# Custom cifar-100 conv net with Caffe in Python (Pycaffe)

Here, I train a custom convnet on the cifar-100 dataset. I will try to build a new convolutional neural network architecture. It is a bit based on the NIN (Network In Network) architecture detailed in this paper: http://arxiv.org/pdf/1312.4400v3.pdf. 

I mainly use some convolution layers, cccp layers, pooling layers, dropout, fully connected layers, relu layers, as well ass sigmoid layers and softmax with loss on top of the neural network. 

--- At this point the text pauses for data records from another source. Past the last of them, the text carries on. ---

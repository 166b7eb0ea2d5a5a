//! Site configuration.
//!
//! The site config is an untyped key/value store read from `config.yaml`.
//! Any key may hold any YAML shape; the handful of keys the build itself
//! understands (`title`, `copyAssets`, `minify`) are read through typed
//! accessors, everything else is handed to templates unchanged.
//!
//! - Store type and accessors (this module)
//! - Loading, saving and merging config files (`load`)

mod load;

use std::collections::BTreeMap;
use std::path::PathBuf;

use serde_yaml::Value;

// =============================================================================
// Errors
// =============================================================================

#[derive(thiserror::Error, Debug)]
pub enum ConfigError {
    #[error("failed to read config file {path}: {source}")]
    Read {
        path: PathBuf,
        source: std::io::Error,
    },

    #[error("failed to parse config file {path}: {source}")]
    Parse {
        path: PathBuf,
        source: serde_yaml::Error,
    },

    #[error("config file {0} must contain a mapping at the top level")]
    NotAMapping(PathBuf),

    #[error("failed to write config file {path}: {source}")]
    Write {
        path: PathBuf,
        source: std::io::Error,
    },

    #[error("failed to serialize config: {0}")]
    Serialize(#[from] serde_yaml::Error),
}

// =============================================================================
// Well-known keys
// =============================================================================

pub const TITLE_KEY: &str = "title";
pub const COPY_ASSETS_KEY: &str = "copyAssets";
pub const MINIFY_KEY: &str = "minify";

/// Value returned by [`ConfigStore::get`] for unknown keys.
static ABSENT: Value = Value::Null;

// =============================================================================
// Store
// =============================================================================

/// Mutable key/value store backing a site's `config.yaml`.
#[derive(Debug, Clone, Default, PartialEq)]
pub struct ConfigStore {
    entries: BTreeMap<String, Value>,
}

impl ConfigStore {
    pub fn new() -> Self {
        Self::default()
    }

    /// Upsert a single top-level key.
    pub fn set(&mut self, key: impl Into<String>, value: impl Into<Value>) {
        self.entries.insert(key.into(), value.into());
    }

    /// Prepend `value` to the sequence stored at `key`.
    ///
    /// An absent key starts out as an empty sequence. A key holding a
    /// non-sequence value is replaced by a sequence whose first element is
    /// `value` followed by the previous value.
    pub fn add_to_array(&mut self, key: impl Into<String>, value: impl Into<Value>) {
        let slot = self
            .entries
            .entry(key.into())
            .or_insert_with(|| Value::Sequence(Vec::new()));

        match slot {
            Value::Sequence(items) => items.insert(0, value.into()),
            other => {
                let previous = std::mem::replace(other, Value::Null);
                *other = Value::Sequence(vec![value.into(), previous]);
            }
        }
    }

    /// Read a key. Unknown keys yield `Value::Null` rather than an error.
    pub fn get(&self, key: &str) -> &Value {
        self.entries.get(key).unwrap_or(&ABSENT)
    }

    pub fn has(&self, key: &str) -> bool {
        self.entries.contains_key(key)
    }

    pub fn entries(&self) -> &BTreeMap<String, Value> {
        &self.entries
    }

    /// The site title, if configured as a string.
    pub fn title(&self) -> Option<&str> {
        self.get(TITLE_KEY).as_str()
    }

    /// Whether rendered pages should be minified.
    pub fn minify(&self) -> bool {
        is_truthy(self.get(MINIFY_KEY))
    }
}

/// Loose truthiness for config flags: `null`, `false`, `0` and `""` are false,
/// everything else is true.
pub fn is_truthy(value: &Value) -> bool {
    match value {
        Value::Null => false,
        Value::Bool(b) => *b,
        Value::Number(n) => n.as_f64().is_some_and(|f| f != 0.0 && !f.is_nan()),
        Value::String(s) => !s.is_empty(),
        Value::Sequence(_) | Value::Mapping(_) => true,
        Value::Tagged(tagged) => is_truthy(&tagged.value),
    }
}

My code, other than the neural network architecture, is inspired from the official caffe python ".ipynb" examples available at: https://github.com/BVLC/caffe/tree/master/examples.

Please refer to https://www.cs.toronto.edu/~kriz/cifar.html for more information on the nature of the task and of the dataset on which the convolutional neural network is trained on.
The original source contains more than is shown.